Ice is definitely great to reduce pain and even block pain to a certain degree, and for the most part, it actually might be better than taking a painkiller or an anti-inflammatory in most circumstances. But you don’t want to be icing an area that you’ve just injured for the sole reason that inflammation is a natural and necessary step in the repair and rebuilding process of an injury. If you reduce the natural inflammatory response, you’re actually going to further delay your healing and maybe even end up with a chronic injury that you could have healed up much faster if you just did some other therapies.
The one thing that ice will do is slowly remove the lymph flow away from the area, which is the way your body carries waste out of the injured area. Basically you have this area of inflammation, there’s a bunch of waste products being built up there as the tissue is trying to repair itself, and those waste products need to be removed from that injured area, as well as blood flow being brought back into the area. This system of removing waste from the injured area and bringing fresh blood and nutrients to the area that is injured to help heal it up will be slowed down and sometimes even stopped if you ice the area too much and too long. So think twice before you ice.

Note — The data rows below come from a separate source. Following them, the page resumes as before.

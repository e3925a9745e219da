//! Lead-time color bins and order-volume marker tiers.

use serde::Serialize;

/// Color bin of a region's minimum lead time
#[derive(Debug, Clone, Copy, Serialize, PartialEq, Eq, Hash, PartialOrd, Ord)]
#[serde(rename_all = "snake_case")]
pub enum Category {
    NoData,
    Fastest,
    Fast,
    Medium,
    Slow,
    Slowest,
}

impl Category {
    pub const ALL: [Category; 6] = [
        Category::NoData,
        Category::Fastest,
        Category::Fast,
        Category::Medium,
        Category::Slow,
        Category::Slowest,
    ];

    /// Fill color used by the map
    pub fn color(self) -> &'static str {
        match self {
            Category::NoData => "white",
            Category::Fastest => "blue",
            Category::Fast => "green",
            Category::Medium => "yellow",
            Category::Slow => "orange",
            Category::Slowest => "red",
        }
    }

    pub fn description(self) -> &'static str {
        match self {
            Category::NoData => "no data",
            Category::Fastest => "0-2 days",
            Category::Fast => "3 days",
            Category::Medium => "4 days",
            Category::Slow => "5-6 days",
            Category::Slowest => "7+ days",
        }
    }
}

/// Classify a minimum lead time; `None` means no qualifying shipment
pub fn color_for(lead_time_days: Option<u32>) -> Category {
    match lead_time_days {
        None => Category::NoData,
        Some(0..=2) => Category::Fastest,
        Some(3) => Category::Fast,
        Some(4) => Category::Medium,
        Some(5..=6) => Category::Slow,
        Some(_) => Category::Slowest,
    }
}

/// Marker size class of a destination's total order count
#[derive(Debug, Clone, Copy, Serialize, PartialEq, Eq, Hash, PartialOrd, Ord)]
#[serde(rename_all = "snake_case")]
pub enum SizeTier {
    Tier1,
    Tier2,
    Tier3,
    Tier4,
    Tier5,
}

impl SizeTier {
    /// Drawn circle radius in pixels
    pub fn radius(self) -> u32 {
        match self {
            SizeTier::Tier1 => 5,
            SizeTier::Tier2 => 10,
            SizeTier::Tier3 => 15,
            SizeTier::Tier4 => 20,
            SizeTier::Tier5 => 25,
        }
    }
}

pub fn size_tier_for(count: u64) -> SizeTier {
    match count {
        c if c < 200 => SizeTier::Tier1,
        c if c < 500 => SizeTier::Tier2,
        c if c < 700 => SizeTier::Tier3,
        c if c < 1000 => SizeTier::Tier4,
        _ => SizeTier::Tier5,
    }
}

/// One row of the map legend
#[derive(Debug, Clone, Serialize, PartialEq, Eq)]
pub struct LegendEntry {
    pub category: Category,
    pub color: &'static str,
    pub description: &'static str,
}

pub fn legend() -> Vec<LegendEntry> {
    Category::ALL
        .iter()
        .map(|&category| LegendEntry {
            category,
            color: category.color(),
            description: category.description(),
        })
        .collect()
}

#[cfg(test)]
mod tests {
    use super::*;

    #[test]
    fn test_color_boundaries() {
        assert_eq!(color_for(None), Category::NoData);
        assert_eq!(color_for(Some(0)), Category::Fastest);
        assert_eq!(color_for(Some(2)), Category::Fastest);
        assert_eq!(color_for(Some(3)), Category::Fast);
        assert_eq!(color_for(Some(4)), Category::Medium);
        assert_eq!(color_for(Some(5)), Category::Slow);
        assert_eq!(color_for(Some(6)), Category::Slow);
        assert_eq!(color_for(Some(7)), Category::Slowest);
        assert_eq!(color_for(Some(u32::MAX)), Category::Slowest);
    }

    #[test]
    fn test_colors() {
        assert_eq!(color_for(None).color(), "white");
        assert_eq!(color_for(Some(1)).color(), "blue");
        assert_eq!(color_for(Some(9)).color(), "red");
    }

    #[test]
    fn test_size_tier_boundaries() {
        let cases = [
            (0, SizeTier::Tier1),
            (199, SizeTier::Tier1),
            (200, SizeTier::Tier2),
            (499, SizeTier::Tier2),
            (500, SizeTier::Tier3),
            (699, SizeTier::Tier3),
            (700, SizeTier::Tier4),
            (999, SizeTier::Tier4),
            (1000, SizeTier::Tier5),
        ];
        for (count, tier) in cases {
            assert_eq!(size_tier_for(count), tier, "count {}", count);
        }
    }

    #[test]
    fn test_radii_strictly_increase() {
        let radii: Vec<u32> = [SizeTier::Tier1, SizeTier::Tier2, SizeTier::Tier3, SizeTier::Tier4, SizeTier::Tier5]
            .iter()
            .map(|t| t.radius())
            .collect();
        assert!(radii.windows(2).all(|w| w[0] < w[1]));
        assert_eq!(radii, vec![5, 10, 15, 20, 25]);
    }

    #[test]
    fn test_legend_covers_every_category() {
        let legend = legend();
        assert_eq!(legend.len(), 6);
        assert_eq!(legend[0].color, "white");
        assert_eq!(legend[5].description, "7+ days");
    }
}
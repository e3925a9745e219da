//! Shared logic behind the REST handlers.

use anyhow::Result;
use crate::aggregate::distinct_origins;
use crate::catalog::CatalogService;
use crate::centroids::sorted_entries;
use crate::classify::{legend, LegendEntry};
use crate::compose::MapView;
use crate::dataset::parse_deliveries;
use crate::error::DatasetError;
use crate::models::{LatLon, RegionId};
use crate::pipeline::{self, RenderCycle, RenderRequest};
use std::sync::Arc;

// ============================================================================
// Data Structures
// ============================================================================

/// Raw inputs for one render cycle, as uploaded
#[derive(Debug, Clone, Default)]
pub struct SceneInput {
    pub delivery_csv: String,
    pub orders_csv: Option<String>,
    pub selection: Option<Vec<RegionId>>,
    pub show_orders: bool,
}

#[derive(Debug, Clone)]
pub struct CentroidEntry {
    pub region: &'static str,
    pub location: LatLon,
}

// ============================================================================
// Map Service
// ============================================================================

pub struct MapService {
    catalog: Arc<CatalogService>,
    view: MapView,
}

impl MapService {
    pub fn new(catalog: Arc<CatalogService>, view: MapView) -> Self {
        Self { catalog, view }
    }

    /// Run the full pipeline; only a catalog failure is an `Err` here,
    /// dataset problems are reported inside the cycle
    pub async fn render(&self, input: &SceneInput) -> Result<RenderCycle> {
        let catalog = self.catalog.get().await?;

        let request = RenderRequest {
            delivery_csv: input.delivery_csv.as_bytes(),
            orders_csv: input.orders_csv.as_deref().map(str::as_bytes),
            selection: input.selection.clone(),
            show_orders: input.show_orders,
        };

        Ok(pipeline::run(&catalog, self.view, &request))
    }

    /// Options for the warehouse multi-select
    pub fn origins(&self, delivery_csv: &str) -> Result<Vec<RegionId>, DatasetError> {
        let shipments = parse_deliveries(delivery_csv.as_bytes())?;
        Ok(distinct_origins(&shipments))
    }

    pub fn legend(&self) -> Vec<LegendEntry> {
        legend()
    }

    pub fn centroids(&self) -> Vec<CentroidEntry> {
        sorted_entries()
            .into_iter()
            .map(|(region, location)| CentroidEntry { region, location })
            .collect()
    }
}
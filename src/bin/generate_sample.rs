//! Sample data generator for the delivery map
//!
//! Writes a delivery CSV and an orders CSV with random warehouses and
//! distance-flavoured lead times over the 50 states.
//!
//! Usage:
//!   cargo run --release --bin generate_sample -- [OPTIONS]
//!
//! Options:
//!   --warehouses <N>        Number of warehouse states (default: 5)
//!   --coverage <F>          Probability a warehouse ships to a given state (default: 0.6)
//!   --include-unmapped      Add a "Puerto Rico" warehouse with no marker coordinates
//!   --seed <N>              Random seed for reproducibility (optional)
//!   --delivery-output <P>   Delivery CSV path (default: data/delivery.csv)
//!   --orders-output <P>     Orders CSV path (default: data/orders.csv)

use anyhow::Result;
use clap::Parser;
use csv::WriterBuilder;
use rand::prelude::*;
use rand::rngs::StdRng;
use serde::Serialize;
use std::path::{Path, PathBuf};
use us_delivery_map::centroids::sorted_entries;
use us_delivery_map::models::LatLon;

#[derive(Parser, Debug)]
#[command(name = "generate_sample")]
#[command(about = "Generate sample delivery and order CSVs")]
struct Args {
    /// Number of warehouse states
    #[arg(long, default_value = "5")]
    warehouses: usize,

    /// Probability (0.0 - 1.0) that a warehouse ships to a destination
    #[arg(long, default_value = "0.6")]
    coverage: f64,

    /// Add a warehouse that has no centroid entry
    #[arg(long)]
    include_unmapped: bool,

    /// Random seed for reproducibility
    #[arg(long)]
    seed: Option<u64>,

    #[arg(long, default_value = "data/delivery.csv")]
    delivery_output: PathBuf,

    #[arg(long, default_value = "data/orders.csv")]
    orders_output: PathBuf,
}

#[derive(Debug, Serialize)]
struct DeliveryOut<'a> {
    state_from: &'a str,
    state_to: &'a str,
    time_dalivery: u32,
}

#[derive(Debug, Serialize)]
struct OrderOut<'a> {
    state_from: &'a str,
    state_to: &'a str,
    count_deliv: u64,
}

/// Rough lead time: one day per ~8 degrees of separation plus jitter
fn lead_time(from: LatLon, to: LatLon, rng: &mut impl Rng) -> u32 {
    let spread = ((from.lat - to.lat).powi(2) + (from.lon - to.lon).powi(2)).sqrt();
    let base = (spread / 8.0).round() as i32 + 1;
    (base + rng.gen_range(-1..=1)).max(0) as u32
}

fn ensure_parent(path: &Path) -> Result<()> {
    if let Some(parent) = path.parent() {
        std::fs::create_dir_all(parent)?;
    }
    Ok(())
}

fn main() -> Result<()> {
    let args = Args::parse();

    println!("Sample Data Generator");
    println!("━━━━━━━━━━━━━━━━━━━━━━━━━━━━━━━━━━━━━━━━━━━━━━━━━━━━━━━━━━━━━━━━━━");
    println!("Warehouses:       {}", args.warehouses);
    println!("Coverage:         {:.0}%", args.coverage * 100.0);
    println!("Unmapped origin:  {}", args.include_unmapped);
    if let Some(seed) = args.seed {
        println!("Random seed:      {}", seed);
    }
    println!();

    let mut rng: StdRng = match args.seed {
        Some(s) => StdRng::seed_from_u64(s),
        None => StdRng::from_entropy(),
    };

    let states = sorted_entries();
    let warehouses: Vec<(&str, LatLon)> = states
        .choose_multiple(&mut rng, args.warehouses.min(states.len()))
        .copied()
        .collect();

    ensure_parent(&args.delivery_output)?;
    ensure_parent(&args.orders_output)?;
    let mut deliveries = WriterBuilder::new().has_headers(true).from_path(&args.delivery_output)?;
    let mut orders = WriterBuilder::new().has_headers(true).from_path(&args.orders_output)?;

    let mut delivery_rows = 0;
    let mut order_rows = 0;

    for (origin, from) in &warehouses {
        for (destination, to) in &states {
            if !rng.gen_bool(args.coverage.clamp(0.0, 1.0)) {
                continue;
            }
            deliveries.serialize(DeliveryOut {
                state_from: origin,
                state_to: destination,
                time_dalivery: lead_time(*from, *to, &mut rng),
            })?;
            delivery_rows += 1;

            orders.serialize(OrderOut {
                state_from: origin,
                state_to: destination,
                count_deliv: rng.gen_range(0..600),
            })?;
            order_rows += 1;
        }
    }

    if args.include_unmapped {
        for (destination, _) in states.iter().take(3) {
            deliveries.serialize(DeliveryOut {
                state_from: "Puerto Rico",
                state_to: destination,
                time_dalivery: rng.gen_range(5..=9),
            })?;
            delivery_rows += 1;
        }
    }

    deliveries.flush()?;
    orders.flush()?;

    println!("Generation complete!");
    println!("━━━━━━━━━━━━━━━━━━━━━━━━━━━━━━━━━━━━━━━━━━━━━━━━━━━━━━━━━━━━━━━━━━");
    println!("Warehouses:     {}", warehouses.iter().map(|(n, _)| *n).collect::<Vec<_>>().join(", "));
    println!("Delivery rows:  {:>6}  -> {}", delivery_rows, args.delivery_output.display());
    println!("Order rows:     {:>6}  -> {}", order_rows, args.orders_output.display());

    Ok(())
}
//! REST API server for the delivery map
//!
//! Usage:
//!   ./target/release/api_server [options]
//!
//! Options:
//!   --port PORT          Port to listen on (default from config: 8080)
//!   --config PATH        Configuration file (TOML)
//!   --catalog-file PATH  Local GeoJSON catalog instead of the configured URL
//!
//! REST endpoints:
//!   GET  /api/v1/health     - Health check
//!   GET  /api/v1/legend     - Category colors and descriptions
//!   GET  /api/v1/centroids  - Marker coordinates per state
//!   POST /api/v1/origins    - Distinct warehouses of a delivery CSV
//!   POST /api/v1/scene      - Full render cycle

use anyhow::Result;
use clap::Parser;
use std::net::SocketAddr;
use std::path::PathBuf;
use std::sync::Arc;
use tracing_subscriber::{layer::SubscriberExt, util::SubscriberInitExt};
use us_delivery_map::api::{create_rest_router, MapService};
use us_delivery_map::catalog::{CatalogService, CatalogSource};
use us_delivery_map::config::Config;

#[derive(Parser, Debug)]
#[command(name = "api_server")]
#[command(about = "REST backend for the US delivery map")]
struct Args {
    /// Port to listen on
    #[arg(long)]
    port: Option<u16>,

    /// Configuration file (TOML)
    #[arg(long)]
    config: Option<PathBuf>,

    /// Local GeoJSON catalog
    #[arg(long)]
    catalog_file: Option<PathBuf>,
}

fn print_banner(addr: &SocketAddr, catalog_shapes: usize) {
    println!("============================================================");
    println!("              US DELIVERY MAP API SERVER");
    println!("============================================================");
    println!();
    println!("  REST:     http://{}/api/v1/", addr);
    println!("  Regions:  {}", catalog_shapes);
    println!();
    println!("REST Endpoints:");
    println!("  GET  /api/v1/health      Health check");
    println!("  GET  /api/v1/legend      Map legend");
    println!("  GET  /api/v1/centroids   Marker coordinates");
    println!("  POST /api/v1/origins     Warehouse list");
    println!("  POST /api/v1/scene       Render scene");
    println!();
    println!("============================================================");
}

#[tokio::main]
async fn main() -> Result<()> {
    // Initialize tracing
    tracing_subscriber::registry()
        .with(tracing_subscriber::fmt::layer())
        .with(tracing_subscriber::EnvFilter::new(
            std::env::var("RUST_LOG").unwrap_or_else(|_| "info".into()),
        ))
        .init();

    let args = Args::parse();
    let config = Config::load(args.config.as_deref())?;

    let source = match args.catalog_file {
        Some(path) => CatalogSource::File(path),
        None => config.catalog_source(),
    };
    let catalog = Arc::new(CatalogService::new(source, config.catalog_timeout()));

    // Load before serving so no request sees a missing catalog
    let shapes = catalog.get().await?.len();

    let port = args.port.unwrap_or(config.server.port);
    let addr: SocketAddr = format!("{}:{}", config.server.host, port).parse()?;
    print_banner(&addr, shapes);

    let service = Arc::new(MapService::new(catalog, config.map_view()));
    let app = create_rest_router(service);

    tracing::info!("Starting REST server on {}", addr);
    let listener = tokio::net::TcpListener::bind(addr).await?;
    axum::serve(listener, app).await?;

    Ok(())
}
//! Per-destination reduction of shipment and order rows under an origin selection.

use crate::models::{OrderRecord, RegionId, ShipmentRecord};
use serde::Serialize;
use std::collections::btree_map::Entry;
use std::collections::{BTreeMap, BTreeSet};

/// Destination → minimum lead time (days) among selected origins
pub type DeliverySummary = BTreeMap<RegionId, u32>;

/// Destination → total order count among selected origins
pub type VolumeSummary = BTreeMap<RegionId, u64>;

/// Origins currently treated as active shipment sources
#[derive(Debug, Clone, Default, PartialEq, Eq, Serialize)]
#[serde(transparent)]
pub struct Selection(BTreeSet<RegionId>);

impl Selection {
    /// Every known origin (the default)
    pub fn all(origins: &[RegionId]) -> Self {
        Self(origins.iter().cloned().collect())
    }

    /// Keep only requested names that are known origins.
    /// Returns the selection and the requested names that were dropped.
    pub fn restrict(origins: &[RegionId], requested: &[RegionId]) -> (Self, Vec<RegionId>) {
        let known: BTreeSet<&RegionId> = origins.iter().collect();
        let mut selected = BTreeSet::new();
        let mut unknown = Vec::new();

        for name in requested {
            if known.contains(name) {
                selected.insert(name.clone());
            } else if !unknown.contains(name) {
                unknown.push(name.clone());
            }
        }

        (Self(selected), unknown)
    }

    pub fn contains(&self, region: &str) -> bool {
        self.0.contains(region)
    }

    pub fn is_empty(&self) -> bool {
        self.0.is_empty()
    }

    pub fn len(&self) -> usize {
        self.0.len()
    }

    pub fn iter(&self) -> impl Iterator<Item = &RegionId> {
        self.0.iter()
    }
}

/// Distinct origins of the delivery dataset, sorted by name
pub fn distinct_origins(records: &[ShipmentRecord]) -> Vec<RegionId> {
    records
        .iter()
        .map(|r| r.origin.clone())
        .collect::<BTreeSet<_>>()
        .into_iter()
        .collect()
}

/// Row with an origin → destination lane
trait Lane {
    fn origin(&self) -> &str;
    fn destination(&self) -> &str;
}

impl Lane for ShipmentRecord {
    fn origin(&self) -> &str {
        &self.origin
    }

    fn destination(&self) -> &str {
        &self.destination
    }
}

impl Lane for OrderRecord {
    fn origin(&self) -> &str {
        &self.origin
    }

    fn destination(&self) -> &str {
        &self.destination
    }
}

/// Filter rows to selected origins, group by destination, fold each group with `reduce`
fn group_reduce<T, V>(
    records: &[T],
    selection: &Selection,
    value: impl Fn(&T) -> V,
    reduce: impl Fn(V, V) -> V,
) -> BTreeMap<RegionId, V>
where
    T: Lane,
    V: Copy,
{
    let mut groups = BTreeMap::new();
    if selection.is_empty() {
        return groups;
    }

    for record in records.iter().filter(|r| selection.contains(r.origin())) {
        let v = value(record);
        match groups.entry(record.destination().to_string()) {
            Entry::Vacant(slot) => {
                slot.insert(v);
            }
            Entry::Occupied(mut slot) => {
                let merged = reduce(*slot.get(), v);
                slot.insert(merged);
            }
        }
    }

    groups
}

/// Minimum lead time per destination over records whose origin is selected
pub fn aggregate_deliveries(records: &[ShipmentRecord], selection: &Selection) -> DeliverySummary {
    group_reduce(records, selection, |r: &ShipmentRecord| r.lead_time_days, u32::min)
}

/// Total order count per destination over records whose origin is selected
pub fn aggregate_volume(records: &[OrderRecord], selection: &Selection) -> VolumeSummary {
    group_reduce(records, selection, |r: &OrderRecord| r.count, u64::saturating_add)
}
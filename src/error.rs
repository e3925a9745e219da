//! Error types for dataset ingestion, catalog loading and configuration.

use crate::models::{DatasetKind, RegionId};
use serde::Serialize;
use thiserror::Error;

/// Failure confined to a single uploaded dataset
#[derive(Debug, Clone, Error, Serialize, PartialEq, Eq)]
#[serde(tag = "error", rename_all = "snake_case")]
pub enum DatasetError {
    /// The CSV could not be read or a value could not be converted
    #[error("failed to parse {kind} CSV: {message}")]
    Parse { kind: DatasetKind, message: String },

    /// One or more required columns are absent from the header
    #[error("{kind} CSV must contain columns: {}", .required.join(", "))]
    Schema {
        kind: DatasetKind,
        required: Vec<String>,
        missing: Vec<String>,
    },
}

impl DatasetError {
    pub fn kind(&self) -> DatasetKind {
        match self {
            DatasetError::Parse { kind, .. } | DatasetError::Schema { kind, .. } => *kind,
        }
    }
}

/// Region-shape catalog could not be loaded; nothing can be rendered without it
#[derive(Debug, Error)]
pub enum CatalogError {
    #[error("failed to fetch region catalog from {url}: {source}")]
    Fetch {
        url: String,
        #[source]
        source: reqwest::Error,
    },

    #[error("region catalog request to {url} returned status {status}")]
    Status { url: String, status: u16 },

    #[error("failed to read region catalog file {path}: {source}")]
    Io {
        path: String,
        #[source]
        source: std::io::Error,
    },

    #[error("invalid region catalog GeoJSON: {0}")]
    Parse(String),

    #[error("region catalog contains no features")]
    Empty,
}

/// Non-fatal problem surfaced to the user; processing continues
#[derive(Debug, Clone, Error, Serialize, PartialEq, Eq, PartialOrd, Ord)]
#[serde(tag = "kind", rename_all = "snake_case")]
pub enum PipelineWarning {
    /// Warehouse has no centroid-table entry, so no marker is drawn
    #[error("no coordinates for warehouse: {region}")]
    UnmappedOrigin { region: RegionId },

    /// Destination has delivery data but no catalog shape to color
    #[error("destination '{region}' is not in the region catalog")]
    UnmappedDestination { region: RegionId },

    /// Requested selection entry is not an origin of the delivery dataset
    #[error("selected warehouse '{region}' does not appear in the delivery data")]
    UnknownOrigin { region: RegionId },
}

#[derive(Debug, Error)]
pub enum ConfigError {
    #[error("failed to read config {path}: {source}")]
    Io {
        path: String,
        #[source]
        source: std::io::Error,
    },

    #[error("invalid config: {0}")]
    Parse(#[from] toml::de::Error),
}

#[cfg(test)]
mod tests {
    use super::*;

    #[test]
    fn test_schema_error_lists_all_required_columns() {
        let err = DatasetError::Schema {
            kind: DatasetKind::Delivery,
            required: vec!["state_from".into(), "state_to".into(), "time_dalivery".into()],
            missing: vec!["time_dalivery".into()],
        };
        assert_eq!(
            err.to_string(),
            "delivery CSV must contain columns: state_from, state_to, time_dalivery"
        );
        assert_eq!(err.kind(), DatasetKind::Delivery);
    }

    #[test]
    fn test_parse_error_carries_raw_message() {
        let err = DatasetError::Parse {
            kind: DatasetKind::Orders,
            message: "line 3: invalid digit".into(),
        };
        assert_eq!(err.to_string(), "failed to parse orders CSV: line 3: invalid digit");
    }

    #[test]
    fn test_warning_serializes_with_kind_tag() {
        let warning = PipelineWarning::UnmappedOrigin { region: "Puerto Rico".into() };
        assert_eq!(warning.to_string(), "no coordinates for warehouse: Puerto Rico");
        assert_eq!(
            serde_json::to_value(&warning).unwrap(),
            serde_json::json!({"kind": "unmapped_origin", "region": "Puerto Rico"})
        );
    }
}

Now, the other thing people like to do too is heat an area, and then the question is always, “When do you heat? When do you ice?” Some people will say heat as much as somebody else will say ice. Ice is typically recommended, again, for an acute injury, although, based off the reasons I just explained, you typically don’t want to do this unless you’re really just trying to dampen the pain. There’s always going to be exceptions, but for the most part, you don’t want to ice.
Heat, on the other hand, can be beneficial for a chronic injury. That’s one that you’ve had a few days, if not obviously weeks, months, or sometimes years for people. They tend to heat an area that helps to bring fresh blood into an area, helps to get the area moving and sort of loosen up the tendons and ligaments, that connective tissue that might have stiffened up from the injury and the muscle imbalances in the area.
Active recovery tends to be better than heating an area. That means moving an area that is injured as effectively and as much as you possibly can, obviously without causing too much pain, so you’re further delaying the injury or causing yourself just unwanted pain. But heat can be beneficial to a certain extent, for a longer-term injury, as well as creating heat by using friction in the area and basically working the muscle around an area, such as with trigger point therapies or other various modalities that some practitioners use.
Sometimes, people will use heat and ice together, 10 minutes on, 10 minutes off, and that’s called contrast therapy, with the notion that it’ll help to pump blood in and out the area and get the injury healing up faster. But again, that’s a very unproven type of therapy and the effects of the ice, the detrimental effects of the ice, tend to outweigh the benefits heat at that time. You definitely don’t want to be heating an acute injury, one that just happened to you. Let the natural inflammatory process take its place so you do repair and rebuild the injury properly, hopefully, a lot faster than you would have otherwise.
Elevation is actually a good thing to do. If you’ve injured an ankle or you injured your wrist landing wrong, something like that, you can definitely put it above your head or put it above your heart if you’re lying on your back. Put your ankle under a pillow, elevate it a little bit, and you can help to naturally get some of the inflammation out of there to heal up that injury.
Obviously the confusing thing is a lot of people have chronic injuries. They have a bad knee or they’ll say “This is my good leg.” “This is my good arm.” “This is my good shoulder,” and they’re always sort of nursing that chronic injury and nobody’s helping them get it recovered. Then they go to a professional, and they tell them, “Well, you shouldn’t be icing that, you should be heating it.” “You shouldn’t be heating it, you should be icing it,” or, “You Should be doing both,” or, “You should be doing this.”
But the fact is a lot of these therapies that so many have recommended for so long have never even worked. We’ve just used them for so long because it seems like it’s the right thing to do and we have this notion that inflammation is a bad thing. The message here is think twice before you ice and don’t assume that the inflammation is bad. Actually you want to embrace the inflammation to a certain degree and understand that if you don’t have some normal and necessary inflammation in an area that you just injured, you will not properly repair and recover from that injury.